Brussels Edition: Pipeline Politics
(Bloomberg) -- Welcome to the Brussels Edition, Bloomberg’s daily briefing on what matters most in the heart of the European Union.
The latest issue for EU governments to butt heads over: proposed natural-gas rules that could undermine the Germany-backed Nord Stream 2 project to boost imports from Russia. Diplomats are due to decide whether to advance draft legislation that could create hurdles to the project, which is opposed by the U.S. The plot thickened yesterday when France said it will back the proposed new rules — a move Berlin could see as a stab in the back.
Sondland Speaks | We spoke at length to Gordon Sondland, the U.S. ambassador to the EU. He warned western governments to keep Chinese companies away from critical infrastructure projects or face the prospect of U.S. retaliation. On trade, Sondland said that the truce between the U.S. and EU was at risk of unraveling and that the EU “misrepresented” what was discussed last July. Automakers, take note.
Brexit Crunchtime | EU chief Brexit negotiator Michel Barnier meets the bloc’s envoys in Brussels this morning after Theresa May and Jean-Claude Juncker agreed yesterday to send their negotiating teams back to the table. The two sides will seek to break the impasse as the U.K. looks for concessions from the EU on its divorce deal. Meanwhile, May heads to Dublin today to dine with Irish Prime Minister Leo Varadkar.
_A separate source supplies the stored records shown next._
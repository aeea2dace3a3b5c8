//! Sentence splitting and content-term tokenization
//!
//! Two strategies implement [`Tokenizer`]:
//!
//! - [`LinguisticTokenizer`] uses UAX #29 word and sentence segmentation and a
//!   full Porter stemmer (requires the `linguistic` feature).
//! - [`RegexTokenizer`] uses regular expressions and a light suffix stripper,
//!   and is always available.
//!
//! Both drop stopwords and tokens of three characters or fewer, so callers
//! can hold a `dyn Tokenizer` and not care which one is active. The choice is
//! made once through [`TokenizerKind::build`].

use crate::errors::{Result, SummarizeError};
use crate::nlp::stemmer::light_stem;
use crate::nlp::stopwords::StopwordFilter;
use crate::types::Sentence;
use regex::Regex;
use serde::{Deserialize, Serialize};
use std::fmt;
use std::sync::{Arc, LazyLock};

/// Tokens of this many characters or fewer carry no content
pub const MIN_TOKEN_CHARS: usize = 3;

static PUNCTUATION: LazyLock<Regex> =
    LazyLock::new(|| Regex::new(r"[^\w\s]").expect("static regex is valid"));

static SENTENCE_END: LazyLock<Regex> =
    LazyLock::new(|| Regex::new(r#"[.!?]+["'”’)\]]*\s+"#).expect("static regex is valid"));

/// Capability shared by both tokenizer strategies
pub trait Tokenizer: fmt::Debug + Send + Sync {
    /// Strategy name for diagnostics
    fn name(&self) -> &'static str;

    /// Split a text blob into ordered, whitespace-normalized sentences.
    ///
    /// Whitespace runs, line breaks included, collapse to one space before
    /// segmentation, so hard-wrapped paragraphs split the same way under
    /// both strategies.
    fn split_sentences(&self, text: &str) -> Vec<Sentence> {
        let flat = normalize_whitespace(text);
        let mut sentences = Vec::new();
        for segment in self.sentence_segments(&flat) {
            push_sentence(&mut sentences, segment);
        }
        sentences
    }

    /// Raw sentence slices of single-spaced text
    fn sentence_segments<'t>(&self, text: &'t str) -> Vec<&'t str>;

    /// Stemmed, stopword-filtered content tokens of one sentence.
    ///
    /// Duplicates are kept; the result is a multiset in sentence order.
    fn tokenize_and_stem(&self, sentence: &str) -> Vec<String>;

    /// Stopwords this tokenizer filters
    fn stopwords(&self) -> &StopwordFilter;

    /// Whether a lowercased token survives filtering
    fn is_content_token(&self, token: &str) -> bool {
        token.chars().count() > MIN_TOKEN_CHARS && !self.stopwords().is_stopword(token)
    }
}

/// Tokenizer strategy selector
#[derive(Debug, Clone, Copy, Default, PartialEq, Eq, Serialize, Deserialize)]
#[serde(rename_all = "lowercase")]
pub enum TokenizerKind {
    /// Linguistic when compiled in, regex otherwise
    #[default]
    Auto,
    Linguistic,
    Regex,
}

impl TokenizerKind {
    /// Whether the linguistic tokenizer was compiled in
    pub fn linguistic_available() -> bool {
        cfg!(feature = "linguistic")
    }

    /// Resolve `Auto` to a concrete strategy.
    ///
    /// Fails with `UnavailableTokenizer` when `Linguistic` is requested but
    /// not compiled in.
    pub fn resolve(self) -> Result<TokenizerKind> {
        match self {
            TokenizerKind::Auto if Self::linguistic_available() => Ok(TokenizerKind::Linguistic),
            TokenizerKind::Auto => Ok(TokenizerKind::Regex),
            TokenizerKind::Linguistic if !Self::linguistic_available() => {
                Err(SummarizeError::unavailable_tokenizer("linguistic"))
            }
            kind => Ok(kind),
        }
    }

    /// Build the tokenizer, falling back to regex when the requested
    /// strategy is unavailable
    pub fn build(self, stopwords: StopwordFilter) -> Arc<dyn Tokenizer> {
        let kind = self.resolve().unwrap_or_else(|err| {
            tracing::warn!(error = %err, "falling back to regex tokenizer");
            TokenizerKind::Regex
        });

        match kind {
            #[cfg(feature = "linguistic")]
            TokenizerKind::Linguistic => Arc::new(LinguisticTokenizer::new(stopwords)),
            _ => Arc::new(RegexTokenizer::new(stopwords)),
        }
    }
}

impl std::str::FromStr for TokenizerKind {
    type Err = SummarizeError;

    fn from_str(s: &str) -> Result<Self> {
        match s.trim().to_lowercase().as_str() {
            "auto" => Ok(TokenizerKind::Auto),
            "linguistic" => Ok(TokenizerKind::Linguistic),
            "regex" => Ok(TokenizerKind::Regex),
            other => Err(SummarizeError::invalid_config(format!(
                "unknown tokenizer '{}', use 'auto', 'linguistic' or 'regex'",
                other
            ))),
        }
    }
}

fn normalize_whitespace(text: &str) -> String {
    text.split_whitespace().collect::<Vec<_>>().join(" ")
}

fn push_sentence(sentences: &mut Vec<Sentence>, segment: &str) {
    let text = normalize_whitespace(segment);
    if !text.is_empty() {
        let position = sentences.len();
        sentences.push(Sentence::new(text, position));
    }
}

// ============================================================================
// Regex strategy
// ============================================================================

/// Regex-only tokenizer
#[derive(Debug, Clone, Default)]
pub struct RegexTokenizer {
    stopwords: StopwordFilter,
}

impl RegexTokenizer {
    pub fn new(stopwords: StopwordFilter) -> Self {
        Self { stopwords }
    }
}

impl Tokenizer for RegexTokenizer {
    fn name(&self) -> &'static str {
        "regex"
    }

    fn sentence_segments<'t>(&self, text: &'t str) -> Vec<&'t str> {
        let mut segments = Vec::new();
        let mut start = 0;

        for m in SENTENCE_END.find_iter(text) {
            segments.push(&text[start..m.end()]);
            start = m.end();
        }
        if start < text.len() {
            segments.push(&text[start..]);
        }

        segments
    }

    fn tokenize_and_stem(&self, sentence: &str) -> Vec<String> {
        let lower = sentence.to_lowercase();
        let cleaned = PUNCTUATION.replace_all(&lower, "");

        cleaned
            .split_whitespace()
            .filter(|token| self.is_content_token(token))
            .map(light_stem)
            .collect()
    }

    fn stopwords(&self) -> &StopwordFilter {
        &self.stopwords
    }
}

// ============================================================================
// Linguistic strategy
// ============================================================================

#[cfg(feature = "linguistic")]
pub use linguistic::LinguisticTokenizer;

#[cfg(feature = "linguistic")]
mod linguistic {
    use super::Tokenizer;
    use crate::nlp::stemmer::PorterStemmer;
    use crate::nlp::stopwords::StopwordFilter;
    use unicode_segmentation::UnicodeSegmentation;

    /// UAX #29 segmentation with Porter stemming
    #[derive(Debug, Clone, Default)]
    pub struct LinguisticTokenizer {
        stopwords: StopwordFilter,
        stemmer: PorterStemmer,
    }

    impl LinguisticTokenizer {
        pub fn new(stopwords: StopwordFilter) -> Self {
            Self {
                stopwords,
                stemmer: PorterStemmer::new(),
            }
        }
    }

    impl Tokenizer for LinguisticTokenizer {
        fn name(&self) -> &'static str {
            "linguistic"
        }

        fn sentence_segments<'t>(&self, text: &'t str) -> Vec<&'t str> {
            text.split_sentence_bounds().collect()
        }

        fn tokenize_and_stem(&self, sentence: &str) -> Vec<String> {
            let lower = sentence.to_lowercase();

            lower
                .unicode_words()
                .map(|word| word.chars().filter(|c| c.is_alphanumeric() || *c == '_').collect::<String>())
                .filter(|token| self.is_content_token(token))
                .map(|token| self.stemmer.stem(&token))
                .collect()
        }

        fn stopwords(&self) -> &StopwordFilter {
            &self.stopwords
        }
    }
}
Cyber Sanctions | Technocrats representing the EU’s 28 governments meet behind closed doors in Brussels today to discuss options for expanding the scope of the bloc’s sanctions regime to punish companies, states and individuals involved in cyber crimes. An internal memo circulated beforehand lists data breaches, intellectual property theft, attacks on IT infrastructure and stealing of classified information among the offenses punishable with asset freezes and travel bans.
Week Ahead | EU finance ministers are set to agree to formally nominate Philip Lane to become the next European Central Bank chief economist next Tuesday. With the Irish central bank governor the sole candidate in the running, suspense isn’t exactly keeping us up at night. Still, his nomination and a discussion on the controversial euro-area budget should give the bloc’s finance chiefs plenty to talk about when they meet next week.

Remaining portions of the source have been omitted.